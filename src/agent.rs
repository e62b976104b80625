use async_trait::async_trait;

use crate::error::OrchestrationError;

/// A member of an orchestration: receives a task, returns textual content.
/// Implementations may perform network I/O but must not mutate shared state
/// beyond their own response.
#[async_trait]
pub trait AgentCapability: Send + Sync {
    fn name(&self) -> &str;
    fn description(&self) -> &str;
    async fn invoke(&self, task: &str) -> Result<String, OrchestrationError>;
}

#[derive(Debug, Clone, PartialEq)]
pub struct Response {
    pub agent: String,
    pub content: String,
}

/// One slot per registered member: either its response content or the error
/// recorded for it. Members are never silently dropped from a run.
#[derive(Debug, Clone)]
pub struct AgentOutcome {
    pub agent: String,
    pub result: Result<String, OrchestrationError>,
}

impl AgentOutcome {
    pub fn response(&self) -> Option<Response> {
        self.result.as_ref().ok().map(|content| Response {
            agent: self.agent.clone(),
            content: content.clone(),
        })
    }

    pub fn is_success(&self) -> bool {
        self.result.is_ok()
    }
}
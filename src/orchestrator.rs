use std::collections::BTreeSet;
use std::sync::Arc;
use std::time::Duration;

use tokio::time::Instant;

use crate::agent::{AgentCapability, AgentOutcome};
use crate::error::OrchestrationError;
use crate::runtime::{Runtime, TaskHandle};

/// Fans a single task out to every member concurrently. Member names must be
/// unique; duplicates are rejected here rather than at invoke time.
pub struct ConcurrentOrchestration {
    members: Vec<Arc<dyn AgentCapability>>,
}

impl ConcurrentOrchestration {
    pub fn new(members: Vec<Arc<dyn AgentCapability>>) -> Result<Self, OrchestrationError> {
        if members.is_empty() {
            return Err(OrchestrationError::Configuration(
                "orchestration requires at least one member agent".to_string(),
            ));
        }

        let mut seen = BTreeSet::<String>::new();
        for member in &members {
            if !seen.insert(member.name().to_string()) {
                return Err(OrchestrationError::Configuration(format!(
                    "duplicate agent name '{}' in member set",
                    member.name()
                )));
            }
        }

        Ok(Self { members })
    }

    pub fn member_names(&self) -> Vec<String> {
        self.members
            .iter()
            .map(|member| member.name().to_string())
            .collect()
    }

    /// Schedules one invocation per member onto the runtime without awaiting
    /// any of them, so total latency tracks the slowest member rather than
    /// the sum. The returned run is ephemeral: one per invocation, consumed
    /// by `get`.
    pub fn invoke(
        &self,
        task: &str,
        runtime: &Runtime,
    ) -> Result<OrchestrationRun, OrchestrationError> {
        if task.trim().is_empty() {
            return Err(OrchestrationError::Configuration(
                "task must not be empty".to_string(),
            ));
        }

        let mut slots = Vec::with_capacity(self.members.len());
        for member in &self.members {
            let member = member.clone();
            let agent = member.name().to_string();
            let task = task.to_string();

            let scheduled = runtime.schedule(async move {
                let started = Instant::now();
                let result = member.invoke(&task).await;
                let elapsed_ms = started.elapsed().as_millis() as u64;
                match &result {
                    Ok(content) => tracing::debug!(
                        agent = %member.name(),
                        elapsed_ms,
                        chars = content.len(),
                        "member completed"
                    ),
                    Err(err) => tracing::warn!(
                        agent = %member.name(),
                        elapsed_ms,
                        error = %err,
                        "member failed"
                    ),
                }
                result
            });

            match scheduled {
                Ok(handle) => slots.push(RunSlot { agent, handle }),
                Err(err) => {
                    // Runtime refused mid-dispatch; don't leave earlier
                    // members running for a run that will never be collected.
                    for slot in &slots {
                        slot.handle.abort();
                    }
                    return Err(err);
                }
            }
        }

        Ok(OrchestrationRun { slots })
    }
}

struct RunSlot {
    agent: String,
    handle: TaskHandle<Result<String, OrchestrationError>>,
}

/// In-flight state of one orchestration call. Dropped handles detach, so a
/// run that is never collected does not block runtime drain.
pub struct OrchestrationRun {
    slots: Vec<RunSlot>,
}

impl OrchestrationRun {
    pub fn member_count(&self) -> usize {
        self.slots.len()
    }

    /// Collects one outcome per member, in registration order, waiting at
    /// most `wait` overall. If any member is still outstanding at the
    /// deadline the whole retrieval fails with `Timeout` and every
    /// unfinished member task is aborted; members that completed in time do
    /// not leak out as a partial success.
    pub async fn get(self, wait: Duration) -> Result<Vec<AgentOutcome>, OrchestrationError> {
        let deadline = Instant::now() + wait;
        let mut outcomes = Vec::with_capacity(self.slots.len());
        let mut slots = self.slots.into_iter();

        while let Some(mut slot) = slots.next() {
            let joined = tokio::time::timeout_at(deadline, slot.handle.join()).await;
            match joined {
                Ok(Ok(result)) => outcomes.push(AgentOutcome {
                    agent: slot.agent,
                    result,
                }),
                Ok(Err(join_err)) => {
                    let message = if join_err.is_panic() {
                        format!("member task panicked: {join_err}")
                    } else {
                        format!("member task was cancelled: {join_err}")
                    };
                    outcomes.push(AgentOutcome {
                        agent: slot.agent.clone(),
                        result: Err(OrchestrationError::AgentInvocation {
                            agent: slot.agent,
                            message,
                        }),
                    });
                }
                Err(_elapsed) => {
                    slot.handle.abort();
                    let mut pending = vec![slot.agent];
                    for rest in slots {
                        if !rest.handle.is_finished() {
                            rest.handle.abort();
                            pending.push(rest.agent);
                        }
                    }
                    return Err(OrchestrationError::Timeout {
                        waited: wait,
                        pending,
                    });
                }
            }
        }

        Ok(outcomes)
    }
}
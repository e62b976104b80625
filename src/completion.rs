use std::sync::Arc;
use std::time::Duration;

use anyhow::{Context, Result};
use async_trait::async_trait;
use serde_json::{Value, json};

use crate::agent::AgentCapability;
use crate::error::OrchestrationError;

pub const DEFAULT_API_VERSION: &str = "2024-10-21";
const COMPLETION_HTTP_TIMEOUT_SECS: u64 = 60;

/// Backend that turns (instructions, task) into completion text. Split out
/// from the agent so tests can substitute a deterministic implementation.
#[async_trait]
pub trait CompletionBackend: Send + Sync {
    async fn complete(&self, instructions: &str, task: &str) -> Result<String>;
}

/// Chat-completion client for Azure-style deployments:
/// POST {endpoint}/openai/deployments/{deployment}/chat/completions
/// authenticated with an `api-key` header.
pub struct ChatCompletionClient {
    http: reqwest::Client,
    endpoint: String,
    deployment: String,
    api_key: String,
    api_version: String,
}

impl ChatCompletionClient {
    pub fn new(
        endpoint: impl Into<String>,
        deployment: impl Into<String>,
        api_key: impl Into<String>,
        api_version: Option<String>,
    ) -> Result<Self> {
        let http = reqwest::Client::builder()
            .timeout(Duration::from_secs(COMPLETION_HTTP_TIMEOUT_SECS))
            .build()
            .context("failed to build completion HTTP client")?;

        Ok(Self {
            http,
            endpoint: endpoint.into().trim_end_matches('/').to_string(),
            deployment: deployment.into(),
            api_key: api_key.into(),
            api_version: api_version.unwrap_or_else(|| DEFAULT_API_VERSION.to_string()),
        })
    }
}

#[async_trait]
impl CompletionBackend for ChatCompletionClient {
    async fn complete(&self, instructions: &str, task: &str) -> Result<String> {
        let url = format!(
            "{}/openai/deployments/{}/chat/completions?api-version={}",
            self.endpoint, self.deployment, self.api_version
        );
        let body = json!({
            "messages": [
                {"role": "system", "content": instructions},
                {"role": "user", "content": task},
            ],
        });

        let response = self
            .http
            .post(&url)
            .header("api-key", &self.api_key)
            .json(&body)
            .send()
            .await
            .with_context(|| format!("completion request to deployment '{}' failed", self.deployment))?;

        let status = response.status();
        if !status.is_success() {
            let detail = response.text().await.unwrap_or_default();
            anyhow::bail!(
                "completion request to deployment '{}' returned {}: {}",
                self.deployment,
                status,
                truncate_detail(&detail)
            );
        }

        let payload = response
            .json::<Value>()
            .await
            .context("completion response was not valid JSON")?;
        extract_completion_text(&payload)
    }
}

pub fn extract_completion_text(payload: &Value) -> Result<String> {
    let content = payload
        .get("choices")
        .and_then(Value::as_array)
        .and_then(|choices| choices.first())
        .and_then(|choice| choice.get("message"))
        .and_then(|message| message.get("content"))
        .and_then(Value::as_str)
        .context("completion response contained no message content")?;

    let trimmed = content.trim();
    if trimmed.is_empty() {
        anyhow::bail!("completion response message content was empty");
    }
    Ok(trimmed.to_string())
}

fn truncate_detail(detail: &str) -> &str {
    let cut = detail
        .char_indices()
        .nth(400)
        .map(|(idx, _)| idx)
        .unwrap_or(detail.len());
    detail[..cut].trim()
}

/// Locally-configured member: fixed instruction text plus a completion
/// backend, statelessly mapping a task to content.
pub struct LocalAgent {
    name: String,
    description: String,
    instructions: String,
    backend: Arc<dyn CompletionBackend>,
}

impl LocalAgent {
    pub fn new(
        name: impl Into<String>,
        description: impl Into<String>,
        instructions: impl Into<String>,
        backend: Arc<dyn CompletionBackend>,
    ) -> Self {
        Self {
            name: name.into(),
            description: description.into(),
            instructions: instructions.into(),
            backend,
        }
    }
}

#[async_trait]
impl AgentCapability for LocalAgent {
    fn name(&self) -> &str {
        &self.name
    }

    fn description(&self) -> &str {
        &self.description
    }

    async fn invoke(&self, task: &str) -> Result<String, OrchestrationError> {
        self.backend
            .complete(&self.instructions, task)
            .await
            .map_err(|err| OrchestrationError::invocation(&self.name, &err))
    }
}
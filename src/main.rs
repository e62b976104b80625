use anyhow::Result;
use clap::Parser;
use serde_json::json;
use tracing_subscriber::EnvFilter;

use ensemble_cli::agents::{run_agents_list, run_agents_show};
use ensemble_cli::ask::run_ask;
use ensemble_cli::cli::{AgentCommands, Cli, Commands, ProfileCommands, command_label};
use ensemble_cli::config::{
    default_agent_paths, load_local_agent_entries, load_profiles, resolve_runtime_config,
};
use ensemble_cli::doctor::run_doctor;
use ensemble_cli::error::format_cli_error;
use ensemble_cli::output::StdoutSink;
use ensemble_cli::profiles::{run_profiles_list, run_profiles_show};
use ensemble_cli::telemetry::TelemetrySink;

#[tokio::main]
async fn main() {
    let cli = Cli::parse();

    let filter = EnvFilter::try_new(&cli.log_filter).unwrap_or_else(|_| EnvFilter::new("error"));
    tracing_subscriber::fmt()
        .with_env_filter(filter)
        .with_writer(std::io::stderr)
        .init();

    if let Err(err) = run(cli).await {
        eprintln!("{}", format_cli_error(&err));
        std::process::exit(1);
    }
}

async fn run(cli: Cli) -> Result<()> {
    let profiles = load_profiles(&cli.config_path)?;
    let agent_paths = default_agent_paths();
    let agent_entries = load_local_agent_entries(&agent_paths)?;
    let cfg = resolve_runtime_config(&cli, &profiles, agent_entries)?;
    let command = cli.command.unwrap_or(Commands::Ask { prompt: Vec::new() });

    let telemetry = TelemetrySink::new(&cfg, command_label(&command));

    let outcome = match command {
        Commands::Ask { prompt } => {
            let mut sink = StdoutSink;
            run_ask(&cfg, prompt, &telemetry, &mut sink).await
        }
        Commands::Agents { command } => match command {
            AgentCommands::List => run_agents_list(&cfg, &agent_paths),
            AgentCommands::Show { name } => run_agents_show(&cfg, &name),
        },
        Commands::Profiles { command } => match command {
            ProfileCommands::List => run_profiles_list(&profiles, &cfg),
            ProfileCommands::Show => run_profiles_show(&cfg),
        },
        Commands::Doctor => run_doctor(&cfg),
    };

    match &outcome {
        Ok(()) => telemetry.emit("command.completed", json!({})),
        Err(err) => telemetry.emit("command.failed", json!({ "error": format!("{err:#}") })),
    }

    outcome
}
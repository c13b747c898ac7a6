use crate::domain::MatchRecord;
use crate::ports::Analyzer;

/// Analysis counting the matches a fixed team has won.
///
/// A record counts when the team is the home side of a home win or the
/// away side of an away win; draws and losses fall outside the predicate.
pub struct WinsAnalysis {
    team: String,
}

impl WinsAnalysis {
    /// Creates a new WinsAnalysis for the given team name.
    pub fn new(team: impl Into<String>) -> Self {
        Self { team: team.into() }
    }
}

impl Analyzer for WinsAnalysis {
    fn run(&self, records: &[MatchRecord]) -> String {
        let wins = records
            .iter()
            .filter(|record| record.is_won_by(&self.team))
            .count();
        format!("{} won {} games", self.team, wins)
    }
}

____________

*Work to be completed:* When the word "CompletionBackend" occurs in a line above, list that line.

*Written reply:*
pub trait CompletionBackend: Send + Sync {
impl CompletionBackend for ChatCompletionClient {
    backend: Arc<dyn CompletionBackend>,
        backend: Arc<dyn CompletionBackend>,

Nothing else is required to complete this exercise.